Differentiation of Xanthomonas species Pathogenic to Sugarcane by PCR-RFLP Analysis

The PCR-RFLP of the 16S-23S rDNA spacer region was used to differentiate Xanthomonas species pathogenic to sugarcane. Strains of X. albilineans, X. campestris pv. vasculorum Types A and B, X. sacchari and Xanthomonas sp. from Trinidad, South Africa and India were examined.

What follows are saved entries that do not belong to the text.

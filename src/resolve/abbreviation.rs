//! Abbreviation rules shared by colors and suits.

use crate::notes::ReservedNotes;

use super::error::AbbreviationProblem;

/// Check that `abbreviation` is a single uppercase character that does not
/// collide with a reserved note word.
pub(crate) fn check_abbreviation(
    abbreviation: &str,
    reserved: &ReservedNotes,
) -> Result<(), AbbreviationProblem> {
    if abbreviation.chars().count() != 1 {
        return Err(AbbreviationProblem::WrongLength);
    }
    if abbreviation != abbreviation.to_uppercase() {
        return Err(AbbreviationProblem::NotUppercase);
    }
    if reserved.contains(abbreviation) {
        return Err(AbbreviationProblem::ReservedNote);
    }
    Ok(())
}

/// First character of `name` as a string, or empty when `name` is empty.
pub(crate) fn first_char(name: &str) -> String {
    name.chars().next().map(String::from).unwrap_or_default()
}
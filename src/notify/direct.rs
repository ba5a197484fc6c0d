use crate::error::Error;
use crate::notify::{ModelNotifier, Notification};
use crate::table::{TableId, TableSet};
use slotmap::{new_key_type, SlotMap};
use std::panic::AssertUnwindSafe;
use std::sync::Arc;
use std::thread::ThreadId;
use std::time::Duration;
use tracing::{debug, error, trace};

new_key_type! {
    /// Handle for a notification listener.
    pub struct ListenerHandle;
}

type Listener = Box<dyn Fn(&Notification) + Send + Sync>;

/// Default [`ModelNotifier`] delivering notifications in process.
///
/// All notifications are handed to a background thread which forwards them to every
/// subscribed [`NotificationStream`] and invokes every registered listener. Publishing only
/// enqueues the batch, so a slow subscriber never holds up the writer. A listener which panics
/// is logged and skipped; it does not affect other listeners or later notifications.
///
/// Listeners run on the delivery thread. [`Self::add_listener`] waits for that thread and
/// fails when called from inside a listener; [`Self::remove_listener`] does not wait and can
/// be used there.
pub struct DirectModelNotifier {
    sender: flume::Sender<Command>,
    delivery_thread: ThreadId,
}

impl DirectModelNotifier {
    /// Create a new notifier and start its delivery thread.
    ///
    /// # Errors
    ///
    /// Returns error if the worker thread fails to spawn.
    pub fn new() -> Result<Arc<Self>, Error> {
        let (sender, receiver) = flume::unbounded();
        let thread = std::thread::Builder::new()
            .name("sqlite_invalidation_notifier".into())
            .spawn(move || {
                DirectModelNotifier::background_loop(&receiver);
            })
            .map_err(Error::Thread)?;
        Ok(Arc::new(Self {
            sender,
            delivery_thread: thread.thread().id(),
        }))
    }

    /// Subscribe to every notification published after this call.
    #[must_use]
    pub fn subscribe(&self) -> NotificationStream {
        self.subscribe_filtered(None)
    }

    /// Subscribe to the notifications of `tables` published after this call.
    #[must_use]
    pub fn subscribe_tables(&self, tables: impl IntoIterator<Item = TableId>) -> NotificationStream {
        self.subscribe_filtered(Some(tables.into_iter().collect()))
    }

    fn subscribe_filtered(&self, tables: Option<TableSet>) -> NotificationStream {
        let (sender, receiver) = flume::unbounded();
        if self
            .sender
            .send(Command::Subscribe(Subscriber { sender, tables }))
            .is_err()
        {
            // The stream ends right away, same as if the notifier had been dropped.
            error!("Failed to send subscribe command");
        }
        NotificationStream { receiver }
    }

    /// Register a callback invoked on the delivery thread for every notification.
    ///
    /// Blocks until the delivery thread has registered the listener, so it must not be called
    /// from inside a listener. Doing so returns [`Error::Command`] instead of waiting forever.
    ///
    /// # Errors
    ///
    /// Returns error if called from a listener, if the command could not be sent or the
    /// handle could not be retrieved.
    pub fn add_listener(
        &self,
        listener: impl Fn(&Notification) + Send + Sync + 'static,
    ) -> Result<ListenerHandle, Error> {
        if std::thread::current().id() == self.delivery_thread {
            error!("Listeners can't be added from inside a notification listener");
            return Err(Error::Command);
        }
        let (sender, receiver) = oneshot::channel();
        self.sender
            .send(Command::AddListener(Box::new(listener), sender))
            .map_err(|_| Error::Command)?;
        receiver.recv().map_err(|_| {
            error!("Failed to receive handle for new listener");
            Error::Command
        })
    }

    /// Remove a listener. It will not be invoked for notifications published after this call.
    ///
    /// Does not wait for the delivery thread and may be called from inside a listener.
    ///
    /// # Errors
    ///
    /// Returns error if the command could not be sent.
    pub fn remove_listener(&self, handle: ListenerHandle) -> Result<(), Error> {
        self.sender
            .send(Command::RemoveListener(handle))
            .map_err(|_| Error::Command)
    }

    #[tracing::instrument(level= tracing::Level::TRACE, skip_all)]
    fn background_loop(receiver: &flume::Receiver<Command>) {
        let mut listeners: SlotMap<ListenerHandle, Listener> = SlotMap::with_capacity_and_key(4);
        let mut subscribers: Vec<Subscriber> = Vec::new();

        while let Ok(command) = receiver.recv() {
            match command {
                Command::Subscribe(subscriber) => subscribers.push(subscriber),
                Command::AddListener(listener, reply) => {
                    let handle = listeners.insert(listener);
                    if reply.send(handle).is_err() {
                        error!("Failed to send reply back to caller, listener will not be added");
                        listeners.remove(handle);
                    }
                }
                Command::RemoveListener(handle) => {
                    listeners.remove(handle);
                }
                Command::Publish(notifications) => {
                    trace!(count = notifications.len(), "Delivering notifications");
                    for notification in &notifications {
                        for (handle, listener) in &listeners {
                            let result =
                                std::panic::catch_unwind(AssertUnwindSafe(|| listener(notification)));
                            if result.is_err() {
                                error!(?handle, "Notification listener panicked");
                            }
                        }

                        subscribers.retain(|subscriber| subscriber.deliver(notification));
                    }
                }
            }
        }
        debug!("Notifier stopped");
    }
}

impl ModelNotifier for DirectModelNotifier {
    fn notify(&self, notifications: Vec<Notification>) {
        if self.sender.send(Command::Publish(notifications)).is_err() {
            error!("Notifier could not communicate with background thread");
        }
    }
}

struct Subscriber {
    sender: flume::Sender<Notification>,
    tables: Option<TableSet>,
}

impl Subscriber {
    /// Returns false once the subscriber went away.
    fn deliver(&self, notification: &Notification) -> bool {
        if let Some(tables) = &self.tables {
            if !tables.contains(notification.table()) {
                return true;
            }
        }
        self.sender.send(notification.clone()).is_ok()
    }
}

/// Commands send to the background thread.
enum Command {
    Subscribe(Subscriber),
    AddListener(Listener, oneshot::Sender<ListenerHandle>),
    RemoveListener(ListenerHandle),
    Publish(Vec<Notification>),
}

/// Receiving end of a notification subscription.
///
/// Dropping the stream unsubscribes.
pub struct NotificationStream {
    receiver: flume::Receiver<Notification>,
}

impl NotificationStream {
    /// Block until the next notification. Returns `None` once the notifier is gone.
    #[must_use]
    pub fn recv(&self) -> Option<Notification> {
        self.receiver.recv().ok()
    }

    /// Like [`Self::recv`] but gives up after `timeout`.
    #[must_use]
    pub fn recv_timeout(&self, timeout: Duration) -> Option<Notification> {
        self.receiver.recv_timeout(timeout).ok()
    }

    /// Next notification if one is already available.
    #[must_use]
    pub fn try_recv(&self) -> Option<Notification> {
        self.receiver.try_recv().ok()
    }

    /// Wait asynchronously for the next notification.
    pub async fn recv_async(&self) -> Option<Notification> {
        self.receiver.recv_async().await.ok()
    }

    /// Convert into an async `Stream` of notifications.
    #[must_use]
    pub fn into_stream(self) -> flume::r#async::RecvStream<'static, Notification> {
        self.receiver.into_stream()
    }
}

impl Iterator for NotificationStream {
    type Item = Notification;

    fn next(&mut self) -> Option<Self::Item> {
        self.recv()
    }
}

#[cfg(test)]
mod test {
    use super::*;
    use crate::notify::Action;
    use parking_lot::Mutex;

    const TIMEOUT: Duration = Duration::from_secs(5);

    fn change(table: u32, action: Action) -> Notification {
        Notification::TableChange {
            table: TableId::new(table),
            action,
        }
    }

    #[test]
    fn every_subscriber_receives_every_notification_in_order() {
        let notifier = DirectModelNotifier::new().unwrap();
        let first = notifier.subscribe();
        let second = notifier.subscribe();

        notifier.notify(vec![change(0, Action::Save), change(0, Action::Delete)]);
        notifier.notify(vec![change(1, Action::Insert)]);

        for stream in [&first, &second] {
            assert_eq!(stream.recv_timeout(TIMEOUT), Some(change(0, Action::Save)));
            assert_eq!(stream.recv_timeout(TIMEOUT), Some(change(0, Action::Delete)));
            assert_eq!(stream.recv_timeout(TIMEOUT), Some(change(1, Action::Insert)));
        }
    }

    #[test]
    fn table_filter() {
        let notifier = DirectModelNotifier::new().unwrap();
        let stream = notifier.subscribe_tables([TableId::new(1)]);

        notifier.notify(vec![change(0, Action::Save), change(1, Action::Update)]);
        assert_eq!(stream.recv_timeout(TIMEOUT), Some(change(1, Action::Update)));
        assert!(stream.try_recv().is_none());
    }

    #[test]
    fn panicking_listener_does_not_affect_others() {
        let notifier = DirectModelNotifier::new().unwrap();
        notifier
            .add_listener(|_| panic!("listener failure"))
            .unwrap();
        let seen = Arc::new(Mutex::new(Vec::new()));
        let seen_cloned = Arc::clone(&seen);
        notifier
            .add_listener(move |n| seen_cloned.lock().push(n.clone()))
            .unwrap();
        let stream = notifier.subscribe();

        notifier.notify(vec![change(0, Action::Save)]);
        notifier.notify(vec![change(0, Action::Delete)]);

        assert_eq!(stream.recv_timeout(TIMEOUT), Some(change(0, Action::Save)));
        assert_eq!(stream.recv_timeout(TIMEOUT), Some(change(0, Action::Delete)));
        assert_eq!(
            *seen.lock(),
            vec![change(0, Action::Save), change(0, Action::Delete)]
        );
    }

    #[test]
    fn dropped_subscriber_is_pruned() {
        let notifier = DirectModelNotifier::new().unwrap();
        let dropped = notifier.subscribe();
        let kept = notifier.subscribe();
        drop(dropped);

        notifier.notify(vec![change(2, Action::Change)]);
        assert_eq!(kept.recv_timeout(TIMEOUT), Some(change(2, Action::Change)));
    }

    #[test]
    fn removed_listener_is_not_invoked() {
        let notifier = DirectModelNotifier::new().unwrap();
        let seen = Arc::new(Mutex::new(0));
        let seen_cloned = Arc::clone(&seen);
        let handle = notifier
            .add_listener(move |_| *seen_cloned.lock() += 1)
            .unwrap();
        notifier.remove_listener(handle).unwrap();

        let stream = notifier.subscribe();
        notifier.notify(vec![change(0, Action::Save)]);
        assert!(stream.recv_timeout(TIMEOUT).is_some());
        assert_eq!(*seen.lock(), 0);
    }

    #[test]
    fn listener_registration_from_listener_fails_without_blocking() {
        let notifier = DirectModelNotifier::new().unwrap();
        let (sender, receiver) = flume::unbounded();
        let weak = Arc::downgrade(&notifier);
        notifier
            .add_listener(move |_| {
                if let Some(notifier) = weak.upgrade() {
                    let _ = sender.send(notifier.add_listener(|_| {}).is_err());
                }
            })
            .unwrap();

        notifier.notify(vec![change(0, Action::Save)]);
        assert!(receiver.recv_timeout(TIMEOUT).unwrap());

        // The delivery thread is still running.
        let stream = notifier.subscribe();
        notifier.notify(vec![change(1, Action::Insert)]);
        assert_eq!(stream.recv_timeout(TIMEOUT), Some(change(1, Action::Insert)));
        assert!(receiver.recv_timeout(TIMEOUT).unwrap());
        // Adding from any other thread still works.
        assert!(notifier.add_listener(|_| {}).is_ok());
    }

    #[test]
    fn listener_can_remove_itself() {
        let notifier = DirectModelNotifier::new().unwrap();
        let handle = Arc::new(Mutex::new(None::<ListenerHandle>));
        let calls = Arc::new(Mutex::new(0));
        let weak = Arc::downgrade(&notifier);
        let own_handle = Arc::clone(&handle);
        let own_calls = Arc::clone(&calls);
        *handle.lock() = Some(
            notifier
                .add_listener(move |_| {
                    *own_calls.lock() += 1;
                    if let (Some(notifier), Some(handle)) = (weak.upgrade(), *own_handle.lock()) {
                        notifier.remove_listener(handle).unwrap();
                    }
                })
                .unwrap(),
        );

        let stream = notifier.subscribe();
        notifier.notify(vec![change(0, Action::Save)]);
        assert!(stream.recv_timeout(TIMEOUT).is_some());
        notifier.notify(vec![change(0, Action::Delete)]);
        assert!(stream.recv_timeout(TIMEOUT).is_some());
        assert_eq!(*calls.lock(), 1);
    }

    #[tokio::test]
    async fn async_subscription() {
        use futures::StreamExt;

        let notifier = DirectModelNotifier::new().unwrap();
        let mut stream = notifier.subscribe().into_stream();
        notifier.notify(vec![change(0, Action::Insert)]);
        assert_eq!(stream.next().await, Some(change(0, Action::Insert)));
    }
}
use crate::dispatcher::QueueKind;

/// Configuration of a [`Database`](crate::database::Database).
#[derive(Debug, Clone)]
pub struct DatabaseConfig {
    /// Name of the transaction worker thread.
    ///
    /// Default: `sqlite_invalidation_worker`.
    pub worker_name: String,

    /// Ordering of queued units of work.
    ///
    /// Default: [`QueueKind::Fifo`].
    pub queue_kind: QueueKind,

    /// Whether the shadow table is scanned after every unit of work.
    ///
    /// When disabled, observers are only notified when
    /// [`Database::check_for_table_updates`](crate::database::Database::check_for_table_updates)
    /// is called. Live queries depend on these scans to refresh.
    ///
    /// Default: `true`.
    pub auto_check_after_commit: bool,
}

impl Default for DatabaseConfig {
    fn default() -> Self {
        Self {
            worker_name: "sqlite_invalidation_worker".to_owned(),
            queue_kind: QueueKind::Fifo,
            auto_check_after_commit: true,
        }
    }
}

impl DatabaseConfig {
    #[must_use]
    pub fn new() -> Self {
        Self::default()
    }

    #[must_use]
    pub fn with_worker_name(mut self, name: impl Into<String>) -> Self {
        self.worker_name = name.into();
        self
    }

    #[must_use]
    pub fn with_queue_kind(mut self, kind: QueueKind) -> Self {
        self.queue_kind = kind;
        self
    }

    /// See [`auto_check_after_commit`](Self::auto_check_after_commit).
    #[must_use]
    pub fn with_auto_check_after_commit(mut self, enabled: bool) -> Self {
        self.auto_check_after_commit = enabled;
        self
    }
}
//! Sql trait implementations for `rusqlite`.
//!
//! Requires the `rusqlite` feature to be enabled.
use crate::connection::{SqlConnection, SqlExecutor};
use rusqlite::Connection;

impl SqlExecutor for Connection {
    type Error = rusqlite::Error;

    fn sql_query_values(&mut self, query: &str) -> Result<Vec<usize>, Self::Error> {
        let mut stmt = self.prepare_cached(query)?;
        let rows = stmt.query_map((), |r| r.get(0))?;
        let mut values = Vec::new();
        for row in rows {
            values.push(row?);
        }
        Ok(values)
    }

    fn sql_execute(&mut self, query: &str) -> Result<(), Self::Error> {
        // Pragmas and DDL may or may not return rows, execute_batch accepts both.
        self.execute_batch(query)
    }

    fn sql_in_write_transaction(&self) -> bool {
        !self.is_autocommit()
    }
}

impl SqlConnection for Connection {}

The amplification products were digested with Alu I, Hae III, Hpa II and Mbo I and the results showed that the different groups of bacterial strains exhibited distinct RFLP patterns for each tested endonuclease, except X. albilineans and X. sacchari which could only be differentiated from each other by the digestion with Hpa II. The results also allowed the separation of X.c. pv. vasculorum Type A from X.c. pv. vasculorum Type B and strongly suggested that the analyzed Xanthomonas sp. strains belong to X. sacchari. Nine X. campestris (pv. not determined) strains included in this study showed identical profiles to X.c. pv. vasculorum Type A group and DNA–DNA hybridization experiments confirmed these results. PCR-RFLP of the 16S-23S rDNA spacer region could be applied as a reliable method for differentiating the xanthomonads pathogenic to sugarcane.